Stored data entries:
=== Section Start ===

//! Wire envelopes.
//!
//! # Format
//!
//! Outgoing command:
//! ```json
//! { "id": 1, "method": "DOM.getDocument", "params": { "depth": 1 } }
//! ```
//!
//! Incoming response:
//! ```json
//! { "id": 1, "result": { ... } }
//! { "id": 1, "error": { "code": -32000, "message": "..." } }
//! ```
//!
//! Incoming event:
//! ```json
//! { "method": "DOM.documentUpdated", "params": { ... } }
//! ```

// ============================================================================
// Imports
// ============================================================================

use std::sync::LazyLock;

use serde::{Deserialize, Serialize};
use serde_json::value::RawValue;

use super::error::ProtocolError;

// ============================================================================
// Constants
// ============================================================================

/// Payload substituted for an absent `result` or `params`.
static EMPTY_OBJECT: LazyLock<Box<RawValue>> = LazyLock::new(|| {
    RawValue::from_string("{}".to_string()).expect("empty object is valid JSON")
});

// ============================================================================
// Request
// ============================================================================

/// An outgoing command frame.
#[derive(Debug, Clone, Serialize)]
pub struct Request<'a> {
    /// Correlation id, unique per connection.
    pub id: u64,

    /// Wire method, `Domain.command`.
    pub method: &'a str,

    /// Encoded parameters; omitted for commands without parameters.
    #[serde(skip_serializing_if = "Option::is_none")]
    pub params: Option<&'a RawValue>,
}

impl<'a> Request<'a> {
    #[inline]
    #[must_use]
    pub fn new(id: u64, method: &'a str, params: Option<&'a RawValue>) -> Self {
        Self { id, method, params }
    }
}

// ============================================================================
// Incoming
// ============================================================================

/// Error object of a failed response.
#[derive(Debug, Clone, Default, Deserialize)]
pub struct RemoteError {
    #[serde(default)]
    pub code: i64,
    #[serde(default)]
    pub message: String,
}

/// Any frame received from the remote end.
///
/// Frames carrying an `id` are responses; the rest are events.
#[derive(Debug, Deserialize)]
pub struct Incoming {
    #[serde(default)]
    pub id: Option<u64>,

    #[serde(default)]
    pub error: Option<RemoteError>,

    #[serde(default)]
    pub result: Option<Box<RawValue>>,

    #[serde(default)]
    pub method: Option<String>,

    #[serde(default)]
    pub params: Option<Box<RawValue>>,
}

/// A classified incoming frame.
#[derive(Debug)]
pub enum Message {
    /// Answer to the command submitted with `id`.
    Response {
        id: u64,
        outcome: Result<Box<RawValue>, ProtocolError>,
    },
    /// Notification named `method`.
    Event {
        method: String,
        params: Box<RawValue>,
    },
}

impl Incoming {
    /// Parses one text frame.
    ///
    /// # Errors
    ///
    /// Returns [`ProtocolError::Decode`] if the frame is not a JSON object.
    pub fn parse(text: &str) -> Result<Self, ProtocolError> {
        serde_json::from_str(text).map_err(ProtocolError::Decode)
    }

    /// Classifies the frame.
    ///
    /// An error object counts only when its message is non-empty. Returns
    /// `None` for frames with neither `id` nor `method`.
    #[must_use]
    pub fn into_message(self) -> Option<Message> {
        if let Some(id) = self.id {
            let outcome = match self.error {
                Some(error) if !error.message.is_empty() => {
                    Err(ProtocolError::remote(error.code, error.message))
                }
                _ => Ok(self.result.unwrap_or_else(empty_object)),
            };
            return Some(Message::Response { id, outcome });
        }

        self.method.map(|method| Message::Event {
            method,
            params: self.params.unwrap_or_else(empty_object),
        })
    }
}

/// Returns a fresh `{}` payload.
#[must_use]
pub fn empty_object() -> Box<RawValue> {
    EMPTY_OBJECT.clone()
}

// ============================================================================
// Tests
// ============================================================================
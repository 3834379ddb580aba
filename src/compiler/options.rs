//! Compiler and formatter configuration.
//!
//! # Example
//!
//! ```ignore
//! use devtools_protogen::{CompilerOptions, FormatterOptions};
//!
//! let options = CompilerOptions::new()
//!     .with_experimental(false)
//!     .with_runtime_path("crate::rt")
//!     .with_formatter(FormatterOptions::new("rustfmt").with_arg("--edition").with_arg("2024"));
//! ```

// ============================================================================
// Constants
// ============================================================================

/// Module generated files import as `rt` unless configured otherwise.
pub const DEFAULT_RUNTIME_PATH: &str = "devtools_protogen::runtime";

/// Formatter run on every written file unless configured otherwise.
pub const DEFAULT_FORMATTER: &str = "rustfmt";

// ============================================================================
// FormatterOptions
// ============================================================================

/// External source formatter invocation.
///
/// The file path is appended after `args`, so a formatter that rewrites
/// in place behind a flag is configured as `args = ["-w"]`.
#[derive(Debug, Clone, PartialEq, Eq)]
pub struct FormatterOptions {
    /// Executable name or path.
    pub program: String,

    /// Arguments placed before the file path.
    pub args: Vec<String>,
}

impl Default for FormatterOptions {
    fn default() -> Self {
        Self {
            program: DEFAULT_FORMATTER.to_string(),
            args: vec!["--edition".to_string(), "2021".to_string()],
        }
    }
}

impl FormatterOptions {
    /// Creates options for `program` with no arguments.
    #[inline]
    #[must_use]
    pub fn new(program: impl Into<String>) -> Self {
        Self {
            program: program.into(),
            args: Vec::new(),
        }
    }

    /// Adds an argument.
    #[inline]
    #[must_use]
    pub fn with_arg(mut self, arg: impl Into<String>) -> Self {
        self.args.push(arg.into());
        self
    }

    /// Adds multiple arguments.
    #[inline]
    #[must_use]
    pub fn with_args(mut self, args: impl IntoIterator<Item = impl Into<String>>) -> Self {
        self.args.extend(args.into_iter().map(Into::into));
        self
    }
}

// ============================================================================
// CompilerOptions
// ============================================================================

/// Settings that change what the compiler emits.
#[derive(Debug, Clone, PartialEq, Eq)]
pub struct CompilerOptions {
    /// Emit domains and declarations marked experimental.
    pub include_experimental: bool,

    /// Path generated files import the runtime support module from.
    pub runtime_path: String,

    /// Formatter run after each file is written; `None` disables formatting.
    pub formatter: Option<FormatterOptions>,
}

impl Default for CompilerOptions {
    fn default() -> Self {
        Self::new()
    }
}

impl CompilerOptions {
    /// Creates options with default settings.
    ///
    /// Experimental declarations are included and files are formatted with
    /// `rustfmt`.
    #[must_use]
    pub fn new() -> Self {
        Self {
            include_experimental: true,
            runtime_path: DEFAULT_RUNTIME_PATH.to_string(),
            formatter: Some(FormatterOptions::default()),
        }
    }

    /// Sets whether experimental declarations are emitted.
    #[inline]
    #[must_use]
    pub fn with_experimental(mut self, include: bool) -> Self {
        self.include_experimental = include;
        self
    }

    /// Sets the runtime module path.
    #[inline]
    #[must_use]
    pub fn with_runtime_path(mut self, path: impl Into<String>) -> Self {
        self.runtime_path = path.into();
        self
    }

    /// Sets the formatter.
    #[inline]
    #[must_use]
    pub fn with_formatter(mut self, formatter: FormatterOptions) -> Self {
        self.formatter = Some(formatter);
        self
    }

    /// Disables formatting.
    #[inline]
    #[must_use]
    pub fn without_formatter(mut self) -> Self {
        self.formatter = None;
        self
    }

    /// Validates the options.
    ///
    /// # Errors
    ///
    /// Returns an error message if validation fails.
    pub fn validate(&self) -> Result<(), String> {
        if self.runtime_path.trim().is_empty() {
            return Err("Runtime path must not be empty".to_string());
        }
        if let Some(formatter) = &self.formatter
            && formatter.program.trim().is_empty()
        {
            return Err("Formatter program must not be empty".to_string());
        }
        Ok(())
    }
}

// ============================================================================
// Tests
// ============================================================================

=== Section End ===

What the task requires: All of the records above should be given again exactly as written.

Response to this exercise:
//! Wire envelopes.
//!
//! # Format
//!
//! Outgoing command:
//! ```json
//! { "id": 1, "method": "DOM.getDocument", "params": { "depth": 1 } }
//! ```
//!
//! Incoming response:
//! ```json
//! { "id": 1, "result": { ... } }
//! { "id": 1, "error": { "code": -32000, "message": "..." } }
//! ```
//!
//! Incoming event:
//! ```json
//! { "method": "DOM.documentUpdated", "params": { ... } }
//! ```

// ============================================================================
// Imports
// ============================================================================

use std::sync::LazyLock;

use serde::{Deserialize, Serialize};
use serde_json::value::RawValue;

use super::error::ProtocolError;

// ============================================================================
// Constants
// ============================================================================

/// Payload substituted for an absent `result` or `params`.
static EMPTY_OBJECT: LazyLock<Box<RawValue>> = LazyLock::new(|| {
    RawValue::from_string("{}".to_string()).expect("empty object is valid JSON")
});

// ============================================================================
// Request
// ============================================================================

/// An outgoing command frame.
#[derive(Debug, Clone, Serialize)]
pub struct Request<'a> {
    /// Correlation id, unique per connection.
    pub id: u64,

    /// Wire method, `Domain.command`.
    pub method: &'a str,

    /// Encoded parameters; omitted for commands without parameters.
    #[serde(skip_serializing_if = "Option::is_none")]
    pub params: Option<&'a RawValue>,
}

impl<'a> Request<'a> {
    #[inline]
    #[must_use]
    pub fn new(id: u64, method: &'a str, params: Option<&'a RawValue>) -> Self {
        Self { id, method, params }
    }
}

// ============================================================================
// Incoming
// ============================================================================

/// Error object of a failed response.
#[derive(Debug, Clone, Default, Deserialize)]
pub struct RemoteError {
    #[serde(default)]
    pub code: i64,
    #[serde(default)]
    pub message: String,
}

/// Any frame received from the remote end.
///
/// Frames carrying an `id` are responses; the rest are events.
#[derive(Debug, Deserialize)]
pub struct Incoming {
    #[serde(default)]
    pub id: Option<u64>,

    #[serde(default)]
    pub error: Option<RemoteError>,

    #[serde(default)]
    pub result: Option<Box<RawValue>>,

    #[serde(default)]
    pub method: Option<String>,

    #[serde(default)]
    pub params: Option<Box<RawValue>>,
}

/// A classified incoming frame.
#[derive(Debug)]
pub enum Message {
    /// Answer to the command submitted with `id`.
    Response {
        id: u64,
        outcome: Result<Box<RawValue>, ProtocolError>,
    },
    /// Notification named `method`.
    Event {
        method: String,
        params: Box<RawValue>,
    },
}

impl Incoming {
    /// Parses one text frame.
    ///
    /// # Errors
    ///
    /// Returns [`ProtocolError::Decode`] if the frame is not a JSON object.
    pub fn parse(text: &str) -> Result<Self, ProtocolError> {
        serde_json::from_str(text).map_err(ProtocolError::Decode)
    }

    /// Classifies the frame.
    ///
    /// An error object counts only when its message is non-empty. Returns
    /// `None` for frames with neither `id` nor `method`.
    #[must_use]
    pub fn into_message(self) -> Option<Message> {
        if let Some(id) = self.id {
            let outcome = match self.error {
                Some(error) if !error.message.is_empty() => {
                    Err(ProtocolError::remote(error.code, error.message))
                }
                _ => Ok(self.result.unwrap_or_else(empty_object)),
            };
            return Some(Message::Response { id, outcome });
        }

        self.method.map(|method| Message::Event {
            method,
            params: self.params.unwrap_or_else(empty_object),
        })
    }
}

/// Returns a fresh `{}` payload.
#[must_use]
pub fn empty_object() -> Box<RawValue> {
    EMPTY_OBJECT.clone()
}

// ============================================================================
// Tests
// ============================================================================
repository 3834379ddb580aba
filename src/compiler/options.rs
//! Compiler and formatter configuration.
//!
//! # Example
//!
//! ```ignore
//! use devtools_protogen::{CompilerOptions, FormatterOptions};
//!
//! let options = CompilerOptions::new()
//!     .with_experimental(false)
//!     .with_runtime_path("crate::rt")
//!     .with_formatter(FormatterOptions::new("rustfmt").with_arg("--edition").with_arg("2024"));
//! ```

// ============================================================================
// Constants
// ============================================================================

/// Module generated files import as `rt` unless configured otherwise.
pub const DEFAULT_RUNTIME_PATH: &str = "devtools_protogen::runtime";

/// Formatter run on every written file unless configured otherwise.
pub const DEFAULT_FORMATTER: &str = "rustfmt";

// ============================================================================
// FormatterOptions
// ============================================================================

/// External source formatter invocation.
///
/// The file path is appended after `args`, so a formatter that rewrites
/// in place behind a flag is configured as `args = ["-w"]`.
#[derive(Debug, Clone, PartialEq, Eq)]
pub struct FormatterOptions {
    /// Executable name or path.
    pub program: String,

    /// Arguments placed before the file path.
    pub args: Vec<String>,
}

impl Default for FormatterOptions {
    fn default() -> Self {
        Self {
            program: DEFAULT_FORMATTER.to_string(),
            args: vec!["--edition".to_string(), "2021".to_string()],
        }
    }
}

impl FormatterOptions {
    /// Creates options for `program` with no arguments.
    #[inline]
    #[must_use]
    pub fn new(program: impl Into<String>) -> Self {
        Self {
            program: program.into(),
            args: Vec::new(),
        }
    }

    /// Adds an argument.
    #[inline]
    #[must_use]
    pub fn with_arg(mut self, arg: impl Into<String>) -> Self {
        self.args.push(arg.into());
        self
    }

    /// Adds multiple arguments.
    #[inline]
    #[must_use]
    pub fn with_args(mut self, args: impl IntoIterator<Item = impl Into<String>>) -> Self {
        self.args.extend(args.into_iter().map(Into::into));
        self
    }
}

// ============================================================================
// CompilerOptions
// ============================================================================

/// Settings that change what the compiler emits.
#[derive(Debug, Clone, PartialEq, Eq)]
pub struct CompilerOptions {
    /// Emit domains and declarations marked experimental.
    pub include_experimental: bool,

    /// Path generated files import the runtime support module from.
    pub runtime_path: String,

    /// Formatter run after each file is written; `None` disables formatting.
    pub formatter: Option<FormatterOptions>,
}

impl Default for CompilerOptions {
    fn default() -> Self {
        Self::new()
    }
}

impl CompilerOptions {
    /// Creates options with default settings.
    ///
    /// Experimental declarations are included and files are formatted with
    /// `rustfmt`.
    #[must_use]
    pub fn new() -> Self {
        Self {
            include_experimental: true,
            runtime_path: DEFAULT_RUNTIME_PATH.to_string(),
            formatter: Some(FormatterOptions::default()),
        }
    }

    /// Sets whether experimental declarations are emitted.
    #[inline]
    #[must_use]
    pub fn with_experimental(mut self, include: bool) -> Self {
        self.include_experimental = include;
        self
    }

    /// Sets the runtime module path.
    #[inline]
    #[must_use]
    pub fn with_runtime_path(mut self, path: impl Into<String>) -> Self {
        self.runtime_path = path.into();
        self
    }

    /// Sets the formatter.
    #[inline]
    #[must_use]
    pub fn with_formatter(mut self, formatter: FormatterOptions) -> Self {
        self.formatter = Some(formatter);
        self
    }

    /// Disables formatting.
    #[inline]
    #[must_use]
    pub fn without_formatter(mut self) -> Self {
        self.formatter = None;
        self
    }

    /// Validates the options.
    ///
    /// # Errors
    ///
    /// Returns an error message if validation fails.
    pub fn validate(&self) -> Result<(), String> {
        if self.runtime_path.trim().is_empty() {
            return Err("Runtime path must not be empty".to_string());
        }
        if let Some(formatter) = &self.formatter
            && formatter.program.trim().is_empty()
        {
            return Err("Formatter program must not be empty".to_string());
        }
        Ok(())
    }
}

// ============================================================================
// Tests
// ============================================================================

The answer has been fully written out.